とあり、即ち、「いづれかの者又は物品がこの条約に定める輸入方式から不当に利益を受けることとなるような、すり替え、虚偽の申告その他不正の行為によりこの条約の規定に違反した場合は、違反者を違反行為が行われた国に於てその国の法令で定める刑罰に処することが出来る」と規定している。
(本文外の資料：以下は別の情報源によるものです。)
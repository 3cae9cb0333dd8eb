//! V4L2 webcam capture via the `v4l` crate.

use crate::frame::{self, Frame};
use crate::source::FrameSource;
use image::RgbImage;
use std::io;
use std::path::Path;
use thiserror::Error;
use v4l::buffer::Type as BufType;
use v4l::io::traits::CaptureStream;
use v4l::prelude::*;
use v4l::video::Capture;
use v4l::FourCC;

#[derive(Error, Debug)]
pub enum CameraError {
    #[error("device not found: {0}")]
    DeviceNotFound(String),
    #[error("camera access denied: {0} (check membership of the `video` group)")]
    PermissionDenied(String),
    #[error("device busy")]
    DeviceBusy,
    #[error("capture failed: {0}")]
    CaptureFailed(String),
    #[error("format negotiation failed: {0}")]
    FormatNegotiationFailed(String),
    #[error("streaming not supported")]
    StreamingNotSupported,
    #[error("failed to load image: {0}")]
    ImageLoad(String),
}

impl CameraError {
    fn from_open(device_path: &str, err: io::Error) -> Self {
        match err.kind() {
            io::ErrorKind::PermissionDenied => Self::PermissionDenied(device_path.to_string()),
            io::ErrorKind::NotFound => Self::DeviceNotFound(device_path.to_string()),
            _ if err.raw_os_error() == Some(16) => Self::DeviceBusy, // EBUSY
            _ => Self::DeviceNotFound(format!("{device_path}: {err}")),
        }
    }
}

/// Info about a discovered V4L2 device.
#[derive(Debug, Clone)]
pub struct DeviceInfo {
    pub path: String,
    pub name: String,
    pub driver: String,
    pub bus: String,
}

/// Negotiated pixel format.
#[derive(Debug, Clone, Copy, PartialEq, Eq)]
pub enum PixelFormat {
    /// YUYV 4:2:2 packed, the common webcam default.
    Yuyv,
    /// Packed 24-bit RGB.
    Rgb24,
    /// Motion-JPEG, one JPEG image per buffer.
    Mjpeg,
}

impl PixelFormat {
    fn from_fourcc(fourcc: FourCC) -> Option<Self> {
        match &fourcc.repr {
            b"YUYV" => Some(Self::Yuyv),
            b"RGB3" => Some(Self::Rgb24),
            b"MJPG" => Some(Self::Mjpeg),
            _ => None,
        }
    }
}

/// V4L2 camera device handle.
pub struct Camera {
    device: Device,
    pub width: u32,
    pub height: u32,
    pub device_path: String,
    pub fourcc: FourCC,
    pixel_format: PixelFormat,
}

impl Camera {
    /// Open a V4L2 device and request `width`×`height` frames.
    ///
    /// The driver may settle on a different size; the negotiated one is kept.
    pub fn open(device_path: &str, width: u32, height: u32) -> Result<Self, CameraError> {
        if !Path::new(device_path).exists() {
            return Err(CameraError::DeviceNotFound(device_path.to_string()));
        }

        let device = Device::with_path(device_path).map_err(|e| CameraError::from_open(device_path, e))?;

        let caps = device
            .query_caps()
            .map_err(|e| CameraError::CaptureFailed(format!("failed to query capabilities: {e}")))?;
        tracing::info!(device = device_path, driver = %caps.driver, card = %caps.card, "opened camera");

        if !caps.capabilities.contains(v4l::capability::Flags::VIDEO_CAPTURE) {
            return Err(CameraError::StreamingNotSupported);
        }

        let mut fmt = device
            .format()
            .map_err(|e| CameraError::FormatNegotiationFailed(format!("failed to get format: {e}")))?;
        fmt.fourcc = FourCC::new(b"YUYV");
        fmt.width = width;
        fmt.height = height;

        let negotiated = device
            .set_format(&fmt)
            .map_err(|e| CameraError::FormatNegotiationFailed(format!("failed to set format: {e}")))?;

        let pixel_format = PixelFormat::from_fourcc(negotiated.fourcc).ok_or_else(|| {
            CameraError::FormatNegotiationFailed(format!(
                "unsupported pixel format {:?} (need YUYV, RGB3 or MJPG)",
                negotiated.fourcc
            ))
        })?;

        tracing::info!(
            width = negotiated.width,
            height = negotiated.height,
            fourcc = ?negotiated.fourcc,
            "negotiated format"
        );

        Ok(Self {
            device,
            width: negotiated.width,
            height: negotiated.height,
            device_path: device_path.to_string(),
            fourcc: negotiated.fourcc,
            pixel_format,
        })
    }

    /// Grab and throw away `count` frames so auto-exposure can settle.
    pub fn warm_up(&self, count: usize) -> Result<(), CameraError> {
        if count == 0 {
            return Ok(());
        }
        tracing::info!(count, "discarding warmup frames");
        let mut stream = self.stream()?;
        for _ in 0..count {
            stream
                .next()
                .map_err(|e| CameraError::CaptureFailed(format!("failed to dequeue buffer: {e}")))?;
        }
        Ok(())
    }

    fn stream(&self) -> Result<MmapStream<'_>, CameraError> {
        MmapStream::with_buffers(&self.device, BufType::VideoCapture, 4)
            .map_err(|e| CameraError::CaptureFailed(format!("failed to create mmap stream: {e}")))
    }

    fn decode(&self, buf: &[u8]) -> Result<RgbImage, CameraError> {
        match self.pixel_format {
            PixelFormat::Yuyv => frame::yuyv_to_rgb(buf, self.width, self.height)
                .map_err(|e| CameraError::CaptureFailed(format!("YUYV conversion failed: {e}"))),
            PixelFormat::Rgb24 => {
                let expected = (self.width * self.height * 3) as usize;
                if buf.len() < expected {
                    return Err(CameraError::CaptureFailed(format!(
                        "RGB3 buffer too short: expected {expected}, got {}",
                        buf.len()
                    )));
                }
                RgbImage::from_raw(self.width, self.height, buf[..expected].to_vec())
                    .ok_or_else(|| CameraError::CaptureFailed("RGB3 buffer size mismatch".into()))
            }
            PixelFormat::Mjpeg => image::load_from_memory_with_format(buf, image::ImageFormat::Jpeg)
                .map(|img| img.to_rgb8())
                .map_err(|e| CameraError::CaptureFailed(format!("MJPG decode failed: {e}"))),
        }
    }

    /// List available V4L2 video capture devices.
    pub fn list_devices() -> Vec<DeviceInfo> {
        (0..16)
            .filter_map(|i| {
                let path = format!("/dev/video{i}");
                if !Path::new(&path).exists() {
                    return None;
                }
                let caps = Device::with_path(&path).ok()?.query_caps().ok()?;
                if !caps.capabilities.contains(v4l::capability::Flags::VIDEO_CAPTURE) {
                    return None;
                }
                Some(DeviceInfo {
                    path,
                    name: caps.card,
                    driver: caps.driver,
                    bus: caps.bus,
                })
            })
            .collect()
    }
}

impl FrameSource for Camera {
    /// Attempts up to `count * 3` raw captures to collect `count` non-dark frames.
    fn capture_frames(&mut self, count: usize) -> Result<(Vec<Frame>, usize), CameraError> {
        let mut frames = Vec::with_capacity(count);
        let mut dark = 0usize;
        let mut stream = self.stream()?;

        for _ in 0..count * 3 {
            if frames.len() >= count {
                break;
            }
            let (buf, meta) = stream
                .next()
                .map_err(|e| CameraError::CaptureFailed(format!("failed to dequeue buffer: {e}")))?;

            let frame = Frame::new(self.decode(buf)?, meta.sequence);
            if frame.is_dark {
                dark += 1;
                tracing::debug!(seq = meta.sequence, "skipping dark frame");
                continue;
            }
            frames.push(frame);
        }

        Ok((frames, dark))
    }

    fn describe(&self) -> String {
        format!("camera {} ({}x{} {:?})", self.device_path, self.width, self.height, self.pixel_format)
    }
}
右の中すり替えsubstitutionの文字が邦訳の条文には欠けていることは弁護人指摘の通りであるが、関税法第百十条第一項第一号にも詐偽その他不正の行為により関税を免れ云々と規定しており、右条約に規定する処と内容に於て異らない。又弁護人は、右原文のbreachは条約の積極的違反即ち積極的に詐偽、不正の行為があつた場合に限られ、本件のように妻リアが申告したのであつて被告人は何等積極的な行為がなかつたから右条文の違反にはならないと主張するのであるが、前記認定のように妻リアの全部身の廻り品であるとの虚偽の申告に対し被告人は之を容易に訂正が出来る場所的、時間的関係にあつたにも拘らず、故意に之を怠り、右の虚偽の申告を維持した場合は、不正の行為によつたものという事が出来るから、弁護人の主張には賛成出来ない結局右の国内法は条約の趣旨を折り込んだもので両者の間に矛盾てい触する点がないから本件については国内法の罰則を適用する。依つて判示所為は関税法第百十条第一項第一号第三項及び第百十一条第一項に各該当するところ右は一所為数法の関係にあるので刑法第五十四条を適用し重い関税逋脱罪の刑を適用し被告人を懲役六月及び罰金七十万円に処することとし右懲役刑については、被告人の初犯であり、かつ老令であること、真珠は国内で販売せず発送の目的であつたこと、又貴石類については、加工していないものについて税金を課していない国があり、(鈴木鑑定書参照)又本件貴石が国内に於て販売されていなかつたこと等の情状を考慮し同法第二十五条第一項により三年間刑の執行を猶予することとし、罰金不完納の場合は同法第十八条により金五千円を一日に換算した期間被告人を労役場に留置することとし押収にかかる真珠及び貴石類は前記関税逋脱罪にかかる貨物であり被告人の所有であるから関税法第百十八条により之を没収することとし訴訟費用については刑事訴訟法第百八十一条により全部被告人の負担とする。